Deployment
Indexify can be deployed in the following ways -
- Bare Metal and VMs
- Docker Compose
- Kubernetes (or any other container orchestrator)
Bare Metal
Indexify doesn’t depend on Kubernetes or Docker, you can run the server and executors on any VM or bare metal machines.
Start Server
Start the server on one machine. Read the configuration reference to understand how to customize the server to use blob stores for storing function outputs.
indexify-server
We have a replicated mode for the server, based on Raft consensus protocol. It’s not public yet because we are still figuring out how to make it easy to configure, operate and use by developers. If you are interested in using it, please reach out to us.
Start Executor
Start as many executors you want in different machines.
indexify-cli executor --server-addr <server-ip>:<server-port>
Docker Compose
You can spin up the server and executor using docker compose, and deploy and run in a production-like environment.

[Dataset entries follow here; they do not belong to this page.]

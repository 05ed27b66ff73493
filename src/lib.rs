//! Workspace root package; exists only to host workspace-level tooling (rusty-hook).
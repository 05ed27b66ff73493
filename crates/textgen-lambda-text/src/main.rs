use lambda_runtime::Error;

#[tokio::main]
async fn main() -> Result<(), Error> {
    textgen_lambda_text::run().await
}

Copy the docker-compose.yaml file from here.
docker compose up
This starts the server and two replicas of the exeuctor in separate containers.
Change the replicas
field for the executor in docker compose to add more executors (i.e parallelism) to the workflow.

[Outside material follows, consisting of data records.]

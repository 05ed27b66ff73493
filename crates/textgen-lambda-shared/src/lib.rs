//! Shared infrastructure for the textgen AWS Lambda function.
//!
//! This crate provides the AWS-facing pieces the handler composes:
//!
//! - [`init_runtime`]: Cold-start construction of the shared Bedrock client
//! - [`BedrockInvoker`]: [`textgen_lib::ModelInvoker`] backed by Amazon Bedrock
//! - [`init_tracing`]: JSON-formatted tracing for CloudWatch Logs
//! - [`OutboundResponse`]: API Gateway proxy response with the fixed CORS headers
//!
//! # Testing Support
//!
//! The [`test_utils`] module provides a stub invoker and event fixtures for
//! Lambda handler testing. Enable the `test-utils` feature to access it from
//! dependent crates.

#![deny(warnings)]

mod bedrock;
mod response;
mod runtime;
mod tracing_init;

#[cfg(any(test, feature = "test-utils"))]
pub mod test_utils;

pub use bedrock::BedrockInvoker;
pub use response::{OutboundResponse, ResponseHeaders};
pub use runtime::{get_runtime, init_runtime, install_runtime, InitError, LambdaRuntime};
pub use tracing_init::init_tracing;
use thiserror::Error;

/// Convenient result alias for the textgen library.
pub type Result<T> = std::result::Result<T, Fault>;

/// Message returned to callers for server-side faults.
pub const SERVER_FAULT_MESSAGE: &str =
    "internal server error. Please access again after some time.";

/// Message returned to callers for failures nobody classified.
pub const UNCLASSIFIED_MESSAGE: &str = "internal server error. Please contact the operator.";

/// Classification tag for a [`Fault`].
#[derive(Debug, Clone, Copy, PartialEq, Eq)]
pub enum FaultKind {
    /// The caller's request was malformed or rejected for input reasons.
    Client,
    /// An operational condition prevented fulfillment.
    Server,
    /// Anything not raised as one of the two kinds above.
    Unclassified,
}

impl FaultKind {
    /// HTTP status code reported for this kind.
    pub fn status_code(self) -> u16 {
        match self {
            FaultKind::Client => 400,
            FaultKind::Server | FaultKind::Unclassified => 500,
        }
    }
}

/// Top-level failure type for a single invocation.
///
/// `Client` and `Server` carry the offending input that triggered them so the
/// handler can log it; that input is never sent back to the caller.
#[derive(Debug, Error)]
pub enum Fault {
    /// Caller-attributable failure.
    #[error("{message}: {input}")]
    Client { input: String, message: String },

    /// Operational or service-side failure.
    #[error("{message}: {input}")]
    Server { input: String, message: String },

    /// Any failure that was not explicitly classified.
    #[error(transparent)]
    Unclassified(#[from] anyhow::Error),
}

impl Fault {
    /// Build a client fault.
    pub fn client(input: impl Into<String>, message: impl Into<String>) -> Self {
        Fault::Client {
            input: input.into(),
            message: message.into(),
        }
    }

    /// Build a server fault.
    pub fn server(input: impl Into<String>, message: impl Into<String>) -> Self {
        Fault::Server {
            input: input.into(),
            message: message.into(),
        }
    }

    pub fn kind(&self) -> FaultKind {
        match self {
            Fault::Client { .. } => FaultKind::Client,
            Fault::Server { .. } => FaultKind::Server,
            Fault::Unclassified(_) => FaultKind::Unclassified,
        }
    }

    pub fn status_code(&self) -> u16 {
        self.kind().status_code()
    }

    /// Offending input captured at the failure site, if any.
    pub fn input(&self) -> Option<&str> {
        match self {
            Fault::Client { input, .. } | Fault::Server { input, .. } => Some(input),
            Fault::Unclassified(_) => None,
        }
    }

    /// Message safe to return to the caller.
    ///
    /// Only client faults echo their own message; server-side detail stays in
    /// the logs.
    pub fn public_message(&self) -> String {
        match self {
            Fault::Client { message, .. } => format!("client error. {}", message),
            Fault::Server { .. } => SERVER_FAULT_MESSAGE.to_string(),
            Fault::Unclassified(_) => UNCLASSIFIED_MESSAGE.to_string(),
        }
    }
}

This uses a default executor container based on Debian and a vanilla Python installation. We generally provide docker compose files for local testing of every example project in the repository.
Kubernetes
We provide some basic Helm charts to deploy Indexify on Kubernetes. If you’d like to try with your own cluster, check out the instructions.
Components
- Server - This is where all your requests go. There’s an
ingress which exposes
/
by default. - Executor - Extractors can take multiple forms, this example is generic and works for all the extractors which are distributed by the project.
Dependencies
Blob Store
We recommend using an S3 like service for the blob store. Our ephemeral example uses minio for this. See the environment variable patch for how this gets configured.
The API server and coordinator will need an AWS_ENDPOINT
env var pointing to
where your S3 solution is hosted. Extractors need a slightly different env var -
AWS_ENDPOINT_URL
.
GCP
- You’ll want to create a HMAC key to use as
AWS_ACCESS_KEY_ID
andAWS_SECRET_ACCESS_KEY
. - Set
AWS_ENDPOINT_URL
tohttps://storage.googleapis.com/
Other Clouds
Not all clouds expose a S3 interface. For those that don’t check out the s3proxy project. However, we’d love help implementing your native blob storage of choice! Please open an issue so that we can have a discussion on how that would look for the project.